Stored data
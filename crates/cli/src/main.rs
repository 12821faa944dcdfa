//! Glow & Shine CLI - browse salons, manage a cart, and handle your account.
//!
//! # Usage
//!
//! ```bash
//! # List salons in Surat offering a facial
//! glow salons list --city Surat --service Facial
//!
//! # Show one salon with its service menu
//! glow salons show 694ce6be84ba8f65cd267400
//!
//! # Browse a salon's services by category and gender
//! glow services 694ce6be84ba8f65cd267400 --category "Hair Coloring" --gender female
//!
//! # Create an account, verify it, and log in
//! glow auth register -n "Riya Shah" -e riya@example.com -p secret --accept-terms
//! glow auth verify-otp -e riya@example.com 4 8 1 5 1 6
//! glow auth login -e riya@example.com -p secret
//!
//! # Add a service and review the cart
//! glow cart add 694ce6be84ba8f65cd267400 694ce6be84ba8f65cd267411
//! glow cart show 694ce6be84ba8f65cd267400
//! ```
//!
//! # Commands
//!
//! - `salons` - List and inspect salons
//! - `services` - Browse a salon's menu
//! - `auth` - Register, verify, log in/out, reset password
//! - `profile` - View and edit the profile, manage the avatar
//! - `cart` - Show, add to, and clear a salon cart
//!
//! # Environment Variables
//!
//! See `glow_client::config` for the full list. `RUST_LOG` controls log
//! verbosity (default `glow_cli=info,glow_client=info`).

#![cfg_attr(not(test), forbid(unsafe_code))]

use std::path::PathBuf;

use clap::{Parser, Subcommand};
use sentry::integrations::tracing as sentry_tracing;
use tracing_subscriber::{layer::SubscriberExt, util::SubscriberInitExt};

use glow_client::config::ClientConfig;
use glow_client::{AppState, ClientError};
use glow_core::GenderFilter;

mod commands;

#[derive(Parser)]
#[command(name = "glow")]
#[command(author, version, about = "Glow & Shine salon booking")]
struct Cli {
    /// Directory for the persisted session and cart (overrides `GLOW_STATE_DIR`)
    #[arg(long, global = true)]
    state_dir: Option<PathBuf>,

    #[command(subcommand)]
    command: Commands,
}

#[derive(Subcommand)]
enum Commands {
    /// List and inspect salons
    Salons {
        #[command(subcommand)]
        action: SalonsAction,
    },
    /// Browse a salon's services in one category
    Services {
        /// Salon id
        salon_id: String,

        /// Service category
        #[arg(short, long, default_value = "Haircut")]
        category: String,

        /// Gender filter (`all`, `male`, `female`, `kid`, `unisex`)
        #[arg(short, long, default_value = "all")]
        gender: GenderFilter,
    },
    /// Account registration, login, and password reset
    Auth {
        #[command(subcommand)]
        action: AuthAction,
    },
    /// View and edit your profile
    Profile {
        #[command(subcommand)]
        action: ProfileAction,
    },
    /// Manage your cart at a salon
    Cart {
        #[command(subcommand)]
        action: CartAction,
    },
}

#[derive(Subcommand)]
enum SalonsAction {
    /// List salons, optionally filtered
    List {
        /// Search salon names and cities
        #[arg(short, long, default_value = "")]
        query: String,

        /// Only salons in this city
        #[arg(long, default_value = "")]
        city: String,

        /// Only salons offering this service
        #[arg(long, default_value = "")]
        service: String,
    },
    /// Show one salon and its service menu
    Show {
        /// Salon id
        salon_id: String,
    },
}

#[derive(Subcommand)]
enum AuthAction {
    /// Create an account; an OTP is emailed for verification
    Register {
        #[arg(short, long)]
        name: String,

        #[arg(short, long)]
        email: String,

        #[arg(short, long)]
        password: String,

        /// Accept the terms and conditions
        #[arg(long)]
        accept_terms: bool,
    },
    /// Verify the OTP emailed after registration
    VerifyOtp {
        #[arg(short, long)]
        email: String,

        /// The six-digit code, as one value or one digit per value
        #[arg(required = true, num_args = 1..=6)]
        otp: Vec<String>,
    },
    /// Log in
    Login {
        #[arg(short, long)]
        email: String,

        #[arg(short, long)]
        password: String,
    },
    /// Log out and drop the local cart copy
    Logout,
    /// Request a password-reset OTP
    ForgotPassword {
        #[arg(short, long)]
        email: String,
    },
    /// Verify the password-reset OTP
    VerifyResetOtp {
        #[arg(short, long)]
        email: String,

        /// The six-digit code, as one value or one digit per value
        #[arg(required = true, num_args = 1..=6)]
        otp: Vec<String>,
    },
    /// Set a new password after a verified reset
    NewPassword {
        #[arg(short, long)]
        email: String,

        #[arg(short, long)]
        password: String,
    },
}

#[derive(Subcommand)]
enum ProfileAction {
    /// Show the signed-in profile
    Show,
    /// Update profile fields
    Update {
        #[arg(short, long)]
        name: Option<String>,

        #[arg(short, long)]
        email: Option<String>,

        /// Phone number; pass an empty string to remove it
        #[arg(short, long)]
        phone: Option<String>,
    },
    /// Manage the profile image
    Avatar {
        #[command(subcommand)]
        action: AvatarAction,
    },
}

#[derive(Subcommand)]
enum AvatarAction {
    /// Upload an image file
    Upload {
        path: PathBuf,
    },
    /// Fetch the current image URL from the server
    Refresh,
    /// Remove the image locally
    Remove,
}

#[derive(Subcommand)]
enum CartAction {
    /// Show your cart at a salon
    Show {
        /// Salon id
        salon_id: String,

        /// Show the local copy without contacting the server
        #[arg(long)]
        offline: bool,
    },
    /// Add a service to your cart at a salon
    Add {
        /// Salon id
        salon_id: String,

        /// Service id
        service_id: String,

        /// Category to look the service up in if the salon menu lacks it
        #[arg(short, long)]
        category: Option<String>,
    },
    /// Empty your cart at a salon
    Clear {
        /// Salon id
        salon_id: String,
    },
}

/// Initialize Sentry error tracking and return guard that must be kept alive.
fn init_sentry(config: &ClientConfig) -> Option<sentry::ClientInitGuard> {
    let dsn = config.sentry_dsn.as_ref()?;

    let guard = sentry::init((
        dsn.as_str(),
        sentry::ClientOptions {
            release: sentry::release_name!(),
            environment: config
                .sentry_environment
                .clone()
                .map(std::borrow::Cow::Owned),
            attach_stacktrace: true,
            ..Default::default()
        },
    ));

    Some(guard)
}

/// Filter tracing events to Sentry event types.
fn sentry_event_filter(metadata: &tracing::Metadata<'_>) -> sentry_tracing::EventFilter {
    match *metadata.level() {
        tracing::Level::ERROR | tracing::Level::WARN => sentry_tracing::EventFilter::Event,
        tracing::Level::INFO | tracing::Level::DEBUG => sentry_tracing::EventFilter::Breadcrumb,
        _ => sentry_tracing::EventFilter::Ignore,
    }
}

/// Install the tracing subscriber, with the Sentry layer when enabled.
fn init_tracing(sentry_enabled: bool) {
    // Defaults to info level for our crates if RUST_LOG is not set
    let env_filter = tracing_subscriber::EnvFilter::try_from_default_env()
        .unwrap_or_else(|_| "glow_cli=info,glow_client=info".into());

    let sentry_layer =
        sentry_enabled.then(|| sentry_tracing::layer().event_filter(sentry_event_filter));

    tracing_subscriber::registry()
        .with(env_filter)
        .with(tracing_subscriber::fmt::layer().with_target(false))
        .with(sentry_layer)
        .init();
}

#[tokio::main]
async fn main() {
    let cli = Cli::parse();

    let config = match ClientConfig::from_env() {
        Ok(config) => config,
        Err(e) => {
            init_tracing(false);
            tracing::error!("Failed to load configuration: {e}");
            std::process::exit(1);
        }
    };

    // Sentry must be initialized before the tracing subscriber
    let sentry_guard = init_sentry(&config);
    init_tracing(sentry_guard.is_some());

    if let Err(e) = run(cli, config).await {
        tracing::error!(error = %e, "{}", e.user_message());
        drop(sentry_guard);
        std::process::exit(1);
    }
}

async fn run(cli: Cli, mut config: ClientConfig) -> Result<(), ClientError> {
    if let Some(dir) = cli.state_dir {
        config.state_dir = dir;
    }
    let state = AppState::new(&config)?;

    match cli.command {
        Commands::Salons { action } => match action {
            SalonsAction::List {
                query,
                city,
                service,
            } => commands::salons::list(&state, query, city, service).await?,
            SalonsAction::Show { salon_id } => commands::salons::show(&state, &salon_id).await?,
        },
        Commands::Services {
            salon_id,
            category,
            gender,
        } => commands::salons::services(&state, &salon_id, &category, gender).await?,
        Commands::Auth { action } => match action {
            AuthAction::Register {
                name,
                email,
                password,
                accept_terms,
            } => commands::auth::register(&state, name, email, password, accept_terms).await?,
            AuthAction::VerifyOtp { email, otp } => {
                commands::auth::verify_otp(&state, &email, &otp).await?;
            }
            AuthAction::Login { email, password } => {
                commands::auth::login(&state, &email, password).await?;
            }
            AuthAction::Logout => commands::auth::logout(&state)?,
            AuthAction::ForgotPassword { email } => {
                commands::auth::forgot_password(&state, &email).await?;
            }
            AuthAction::VerifyResetOtp { email, otp } => {
                commands::auth::verify_reset_otp(&state, &email, &otp).await?;
            }
            AuthAction::NewPassword { email, password } => {
                commands::auth::new_password(&state, &email, password).await?;
            }
        },
        Commands::Profile { action } => match action {
            ProfileAction::Show => commands::profile::show(&state)?,
            ProfileAction::Update { name, email, phone } => {
                commands::profile::update(&state, name, email, phone)?;
            }
            ProfileAction::Avatar { action } => match action {
                AvatarAction::Upload { path } => commands::profile::upload_avatar(&state, &path).await?,
                AvatarAction::Refresh => commands::profile::refresh_avatar(&state).await?,
                AvatarAction::Remove => commands::profile::remove_avatar(&state)?,
            },
        },
        Commands::Cart { action } => match action {
            CartAction::Show { salon_id, offline } => {
                commands::cart::show(&state, &salon_id, offline).await?;
            }
            CartAction::Add {
                salon_id,
                service_id,
                category,
            } => commands::cart::add(&state, &salon_id, &service_id, category.as_deref()).await?,
            CartAction::Clear { salon_id } => commands::cart::clear(&state, &salon_id).await?,
        },
    }
    Ok(())
}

[WHAT YOU ARE ASKED TO DO]
Reproduce each line of the data containing the word "AppState".

[EXERCISE ANSWER]
use glow_client::{AppState, ClientError};
    let state = AppState::new(&config)?;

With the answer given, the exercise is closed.